A squeak, a scratch on the dusty terrazzo floor, a rat scampers across the hallway and disappears into the darkness, into the gray wall it seems. You shriek, like a high school girl. And then you notice how dirty the floor is; the dust is so thick it is cracking under your feet. You can’t make the pattern on the terrazzo anymore; you just project it onto the dust from your memory. Well, at least the floors are finished.

And at the end of the hallway are the stairs leading to the lower floor, reserved for when things got ‘really bad’. You smile, you scoff off the dust of war logic in your head, and proceed downstairs. The steps are lit from the open loading deck above. You pause, look up, and the see the sky, ridiculously clear, a silly blue that only the giddy Mediterranean skies seem to be capable of. You smile again, that one-sided smile. It was under this same sky… And now life goes on as if it never happened. The only remaining traces of it seem to be here underground, packed into rooms where the air is still thick with the sweet stench of it. You clear the steps with the sides of your Dockers again, a piece of wood with rusted nails poking through falls off the side of the stairs to the ground below with a muffled clank. You could kill somebody with this thing.

Below the rooms are bigger, the proper ‘operation rooms’. And the air is much cooler. That’s the point after all, you think, it is much easier to cool this place down to those freezing op room temperatures. And it is much darker somehow, even though the same light from the loading dock is penetrating it. But inside the huge vacant room, it is only the light from your green Eveready flashlight that you can feel. The rooms are so empty, and somehow feel much smaller. They used to feel immense then, with the whole neighborhood huddled in, and stacks of mattresses near the wall. You can still hear the crackle of the news from your grandpa’s little black radio transistor. You never made out what they were saying, but it always sounded ominous. Now you can’t bear the sight of one of those cheap little things. You close your eyes. The sounds, the clank of pieces of dhama on the corrugated cardboard, the twitter of women’s incessant gossip, and the ramble of children playing on the mattress piles. It is funny how underneath it all you could still hear the fear of the silent. And then a loud thunderous "Whooosh!” above ground shakes the place, makes the cold ground underneath your asses squirm. "It’s New Jersey!” Rabih identifies it, as if anybody could mistake the distinct sound of the American barge in action. Siham huddles Nisreen close, shutting her daughter’s ears tightly in anticipation of the big blast. And the stench of the mloukhiyyeh stew simmering somewhere in the corner on a camping stove fills your lungs. It infiltrates into your blood stream, makes you hungry again.

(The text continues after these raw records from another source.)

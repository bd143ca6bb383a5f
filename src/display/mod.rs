pub mod report;
pub mod summary;

pub use report::ReportWriter;
pub use summary::Summary;
impl CondensedTree {
    /// Build from a single-linkage dendrogram over `hierarchy.len() + 1` points.
    pub fn from_hierarchy(hierarchy: &[Merge], min_cluster_size: usize) -> Self {
        let n_points = hierarchy.len() + 1;
        let root = 2 * hierarchy.len();
        let mut relabel = vec![0usize; root + 1];
        relabel[root] = n_points;
        let mut next_label = n_points + 1;
        let mut ignore = vec![false; root + 1];
        let mut edges = Vec::new();

        let size_of = |node: usize| {
            if node >= n_points {
                hierarchy[node - n_points].size
            } else {
                1
            }
        };

        for node in bfs_hierarchy(hierarchy, n_points, root) {
            if node < n_points || ignore[node] {
                continue;
            }
            let merge = hierarchy[node - n_points];
            let lambda = lambda_of(merge.distance);
            let parent = relabel[node];
            let (left, right) = (merge.left, merge.right);
            let (left_count, right_count) = (size_of(left), size_of(right));

            let mut shed = |sub_root: usize, edges: &mut Vec<CondensedEdge>| {
                for sub in bfs_hierarchy(hierarchy, n_points, sub_root) {
                    if sub < n_points {
                        edges.push(CondensedEdge {
                            parent,
                            child: sub,
                            lambda,
                            child_size: 1,
                        });
                    }
                    ignore[sub] = true;
                }
            };

            match (
                left_count >= min_cluster_size,
                right_count >= min_cluster_size,
            ) {
                (true, true) => {
                    for (child, count) in [(left, left_count), (right, right_count)] {
                        relabel[child] = next_label;
                        next_label += 1;
                        edges.push(CondensedEdge {
                            parent,
                            child: relabel[child],
                            lambda,
                            child_size: count,
                        });
                    }
                }
                (false, false) => {
                    shed(left, &mut edges);
                    shed(right, &mut edges);
                }
                (false, true) => {
                    relabel[right] = parent;
                    shed(left, &mut edges);
                }
                (true, false) => {
                    relabel[left] = parent;
                    shed(right, &mut edges);
                }
            }
        }

        let n_clusters = next_label - n_points;
        let mut birth = vec![0.0; n_clusters];
        let mut cluster_parent = vec![None; n_clusters];
        let mut cluster_children = vec![Vec::new(); n_clusters];
        for edge in edges.iter().filter(|e| e.child >= n_points) {
            birth[edge.child - n_points] = edge.lambda;
            cluster_parent[edge.child - n_points] = Some(edge.parent);
            cluster_children[edge.parent - n_points].push(edge.child);
        }

        Self {
            n_points,
            n_clusters,
            edges,
            birth,
            cluster_parent,
            cluster_children,
        }
    }

    pub fn len(&self) -> usize {
        self.edges.len()
    }

    fn root(&self) -> usize {
        self.n_points
    }

    fn idx(&self, node: usize) -> usize {
        node - self.n_points
    }

    fn has_cluster_edges(&self) -> bool {
        self.edges.iter().any(|e| e.child >= self.n_points)
    }

    /// Excess of mass of every cluster node, indexed by `node - n_points`.
    pub fn stability(&self) -> Vec<f64> {
        let mut stability = vec![0.0; self.n_clusters];
        for edge in &self.edges {
            let born = self.birth[self.idx(edge.parent)];
            // both infinite for duplicate points; they contribute nothing
            let persistence = if edge.lambda == born {
                0.0
            } else {
                edge.lambda - born
            };
            stability[self.idx(edge.parent)] += persistence * edge.child_size as f64;
        }
        stability
    }

    /// Cluster nodes strictly below `node`.
    fn descendants(&self, node: usize) -> Vec<usize> {
        let mut out = Vec::new();
        let mut stack = self.cluster_children[self.idx(node)].clone();
        while let Some(next) = stack.pop() {
            stack.extend(self.cluster_children[self.idx(next)].iter().copied());
            out.push(next);
        }
        out
    }

    fn leaves(&self) -> BTreeSet<usize> {
        if !self.has_cluster_edges() {
            return BTreeSet::new();
        }
        let mut leaves = BTreeSet::new();
        let mut stack = vec![self.root()];
        while let Some(node) = stack.pop() {
            let children = &self.cluster_children[self.idx(node)];
            if children.is_empty() {
                leaves.insert(node);
            } else {
                stack.extend(children.iter().copied());
            }
        }
        leaves
    }

    /// Pick the flat clustering. Returns selected cluster node ids.
    pub fn select_clusters(
        &self,
        method: ClusterSelectionMethod,
        epsilon: f64,
        allow_single_cluster: bool,
    ) -> BTreeSet<usize> {
        match method {
            ClusterSelectionMethod::ExcessOfMass => {
                self.select_excess_of_mass(epsilon, allow_single_cluster)
            }
            ClusterSelectionMethod::Leaf => self.select_leaves(epsilon, allow_single_cluster),
        }
    }

    fn select_excess_of_mass(&self, epsilon: f64, allow_single_cluster: bool) -> BTreeSet<usize> {
        let root = self.root();
        let mut stability = self.stability();
        let mut is_cluster = vec![true; self.n_clusters];
        is_cluster[0] = allow_single_cluster;

        let first = if allow_single_cluster { root } else { root + 1 };
        for node in (first..root + self.n_clusters).rev() {
            let subtree: f64 = self.cluster_children[self.idx(node)]
                .iter()
                .map(|child| stability[self.idx(*child)])
                .sum();
            if subtree > stability[self.idx(node)] {
                is_cluster[self.idx(node)] = false;
                stability[self.idx(node)] = subtree;
            } else {
                for sub in self.descendants(node) {
                    is_cluster[self.idx(sub)] = false;
                }
            }
        }

        let selected = (0..self.n_clusters)
            .filter(|i| is_cluster[*i])
            .map(|i| i + root)
            .collect::<BTreeSet<usize>>();

        if epsilon == 0.0 || !self.has_cluster_edges() {
            return selected;
        }
        if selected.len() == 1 && selected.contains(&root) {
            return if allow_single_cluster {
                selected
            } else {
                BTreeSet::new()
            };
        }
        self.epsilon_search(&selected, epsilon, allow_single_cluster)
    }

    fn select_leaves(&self, epsilon: f64, allow_single_cluster: bool) -> BTreeSet<usize> {
        let leaves = self.leaves();
        if leaves.is_empty() {
            return if allow_single_cluster {
                BTreeSet::from([self.root()])
            } else {
                BTreeSet::new()
            };
        }
        if epsilon == 0.0 {
            leaves
        } else {
            self.epsilon_search(&leaves, epsilon, allow_single_cluster)
        }
    }

    /// Replace candidates born below `epsilon` with their closest ancestor
    /// born above it.
    fn epsilon_search(
        &self,
        candidates: &BTreeSet<usize>,
        epsilon: f64,
        allow_single_cluster: bool,
    ) -> BTreeSet<usize> {
        let mut selected = BTreeSet::new();
        let mut processed = BTreeSet::new();
        for &candidate in candidates {
            let candidate_eps = 1.0 / self.birth[self.idx(candidate)];
            if candidate_eps < epsilon {
                if processed.contains(&candidate) {
                    continue;
                }
                let chosen = self.traverse_upwards(candidate, epsilon, allow_single_cluster);
                selected.insert(chosen);
                processed.extend(self.descendants(chosen));
            } else {
                selected.insert(candidate);
            }
        }
        selected
    }

    fn traverse_upwards(&self, leaf: usize, epsilon: f64, allow_single_cluster: bool) -> usize {
        let root = self.root();
        let mut node = leaf;
        while let Some(parent) = self.cluster_parent[self.idx(node)] {
            if parent == root {
                return if allow_single_cluster { parent } else { node };
            }
            if 1.0 / self.birth[self.idx(parent)] > epsilon {
                return parent;
            }
            node = parent;
        }
        node
    }

    /// Label every point with its nearest selected ancestor, or noise.
    pub fn label_points(
        &self,
        selected: &BTreeSet<usize>,
        allow_single_cluster: bool,
        epsilon: f64,
    ) -> Result<ClusterAssignment, ClusterError> {
        let root = self.root();
        let total = self.n_points + self.n_clusters;
        let mut parent_of = vec![None; total];
        let mut point_lambda = vec![0.0; self.n_points];
        for edge in &self.edges {
            parent_of[edge.child] = Some(edge.parent);
            if edge.child < self.n_points {
                point_lambda[edge.child] = edge.lambda;
            }
        }
        let root_max_lambda = self
            .edges
            .iter()
            .filter(|e| e.parent == root)
            .map(|e| e.lambda)
            .fold(f64::NEG_INFINITY, f64::max);
        let only_root = allow_single_cluster && selected.len() == 1 && selected.contains(&root);

        let label_for = |node: usize| {
            selected
                .iter()
                .position(|c| *c == node)
                .and_then(|pos| i32::try_from(pos).ok())
                .map(ClusterLabel::from)
                .unwrap_or(ClusterLabel::NOISE)
        };

        (0..self.n_points)
            .map(|point| {
                let missing =
                    || ClusterError::failure(format!("point {} is missing from the tree", point));
                let mut node = parent_of[point].ok_or_else(missing)?;
                while node != root && !selected.contains(&node) {
                    node = parent_of[node].ok_or_else(missing)?;
                }
                if node != root {
                    return Ok(label_for(node));
                }
                if !only_root {
                    return Ok(ClusterLabel::NOISE);
                }
                let threshold = if epsilon != 0.0 {
                    1.0 / epsilon
                } else {
                    root_max_lambda
                };
                Ok(if point_lambda[point] >= threshold {
                    label_for(root)
                } else {
                    ClusterLabel::NOISE
                })
            })
            .collect()
    }
}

You walk out. Go to the other big room. That is where your aunt’s family was, amongst the rest of the neighborhood. You never understood why she had to be in another room. You feel that incessant low-key fear in your guts again growing into panic. "What… What if…?!” Nothing will happen, mom. Calm down.

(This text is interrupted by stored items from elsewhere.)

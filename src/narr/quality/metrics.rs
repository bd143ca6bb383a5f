//! External clustering metrics over a dense matrix and dense labels
//! `0..k`. Distances are euclidean.

use ndarray::{Array1, Array2, ArrayView1, Axis};
use rayon::prelude::*;

use crate::narr::error::MetricError;

const ALL_CLOSE: f64 = 1e-8;

fn euclidean(a: ArrayView1<f64>, b: ArrayView1<f64>) -> f64 {
    a.iter()
        .zip(b.iter())
        .map(|(x, y)| (x - y) * (x - y))
        .sum::<f64>()
        .sqrt()
}

/// Number of distinct labels, after checking `2 <= k <= n - 1`.
fn check_labels(data: &Array2<f64>, labels: &[usize]) -> Result<usize, MetricError> {
    let n = data.nrows();
    if labels.len() != n {
        return Err(MetricError::LengthMismatch {
            labels: labels.len(),
            vectors: n,
        });
    }
    let k = labels.iter().max().map_or(0, |m| m + 1);
    if k < 2 || k + 1 > n {
        return Err(MetricError::LabelCount {
            labels: k,
            samples: n,
        });
    }
    Ok(k)
}

fn counts(labels: &[usize], k: usize) -> Vec<usize> {
    let mut counts = vec![0usize; k];
    for label in labels {
        counts[*label] += 1;
    }
    counts
}

fn centroids(data: &Array2<f64>, labels: &[usize], k: usize) -> Result<Array2<f64>, MetricError> {
    let counts = counts(labels, k);
    if let Some(empty) = counts.iter().position(|c| *c == 0) {
        return Err(MetricError::Degenerate(format!("label {} has no members", empty)));
    }
    let mut centroids = Array2::<f64>::zeros((k, data.ncols()));
    for (row, label) in data.outer_iter().zip(labels) {
        let mut centroid = centroids.row_mut(*label);
        centroid += &row;
    }
    for (mut centroid, count) in centroids.outer_iter_mut().zip(counts) {
        centroid /= count as f64;
    }
    Ok(centroids)
}

/// Mean silhouette coefficient. Points alone in their cluster score 0.
pub fn silhouette_score(data: &Array2<f64>, labels: &[usize]) -> Result<f64, MetricError> {
    let k = check_labels(data, labels)?;
    let counts = counts(labels, k);
    let n = data.nrows();

    let samples = (0..n)
        .into_par_iter()
        .map(|i| {
            let own = labels[i];
            if counts[own] < 2 {
                return 0.0;
            }
            let mut sums = vec![0.0; k];
            for j in (0..n).filter(|j| *j != i) {
                sums[labels[j]] += euclidean(data.row(i), data.row(j));
            }
            let a = sums[own] / (counts[own] - 1) as f64;
            let b = (0..k)
                .filter(|c| *c != own && counts[*c] > 0)
                .map(|c| sums[c] / counts[c] as f64)
                .fold(f64::INFINITY, f64::min);
            let denom = a.max(b);
            if denom > 0.0 && denom.is_finite() {
                (b - a) / denom
            } else {
                0.0
            }
        })
        .collect::<Vec<f64>>();

    Ok(samples.iter().sum::<f64>() / n as f64)
}

/// Ratio of between-cluster to within-cluster dispersion. Higher is better.
pub fn calinski_harabasz_score(data: &Array2<f64>, labels: &[usize]) -> Result<f64, MetricError> {
    let k = check_labels(data, labels)?;
    let n = data.nrows();
    let centroids = centroids(data, labels, k)?;
    let mean: Array1<f64> = data
        .mean_axis(Axis(0))
        .ok_or_else(|| MetricError::Degenerate("empty matrix".into()))?;

    let extra: f64 = counts(labels, k)
        .iter()
        .zip(centroids.outer_iter())
        .map(|(count, centroid)| {
            let diff = &centroid - &mean;
            *count as f64 * diff.dot(&diff)
        })
        .sum();
    let intra: f64 = data
        .outer_iter()
        .zip(labels)
        .map(|(row, label)| {
            let diff = &row - &centroids.row(*label);
            diff.dot(&diff)
        })
        .sum();

    if intra == 0.0 {
        return Ok(1.0);
    }
    Ok(extra * (n - k) as f64 / (intra * (k - 1) as f64))
}

/// Mean over clusters of the worst ratio of summed spread to centroid
/// separation. Lower is better.
pub fn davies_bouldin_score(data: &Array2<f64>, labels: &[usize]) -> Result<f64, MetricError> {
    let k = check_labels(data, labels)?;
    let centroids = centroids(data, labels, k)?;
    let counts = counts(labels, k);

    let mut intra = vec![0.0; k];
    for (row, label) in data.outer_iter().zip(labels) {
        intra[*label] += euclidean(row, centroids.row(*label));
    }
    for (spread, count) in intra.iter_mut().zip(&counts) {
        *spread /= *count as f64;
    }

    let mut separation = Array2::<f64>::zeros((k, k));
    for a in 0..k {
        for b in 0..k {
            separation[[a, b]] = euclidean(centroids.row(a), centroids.row(b));
        }
    }

    if intra.iter().all(|d| d.abs() < ALL_CLOSE)
        || separation.iter().all(|d| d.abs() < ALL_CLOSE)
    {
        return Ok(0.0);
    }

    let worst = (0..k)
        .map(|a| {
            (0..k)
                .map(|b| {
                    let d = separation[[a, b]];
                    if d == 0.0 {
                        0.0
                    } else {
                        (intra[a] + intra[b]) / d
                    }
                })
                .fold(0.0, f64::max)
        })
        .collect::<Vec<f64>>();
    Ok(worst.iter().sum::<f64>() / k as f64)
}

The lights come on, flood the room, shrinking it even more. You forgot that you’d turned the main switch for the shelter on before you came down in case the electricity came back. It must be noon. The light blinds you. It takes you a while to adjust to it again. You look around, but you don’t like it down here anymore. You hurry back up. You almost stumble on that piece of wood you kicked off the stairs. That was a near miss! Careful! But you hurry back up, gasping for air, the stench of the mloukhiyyeh and dead rats filling your lungs. You scramble up the steps into the dizzying light of the sun. You stoop, catch your breath, straighten up, inhale some fresh warm air. Hold it in. And let it out slowly. It’s no use. Nothing can efface that smell from your nostrils. Maybe you should go to the beach, it’s a nice day, and would be getting too hot to bear out of the water. That should calm you down. Put your mood right again. Yes, the blue sea, the warm sand… Yes, that should do it.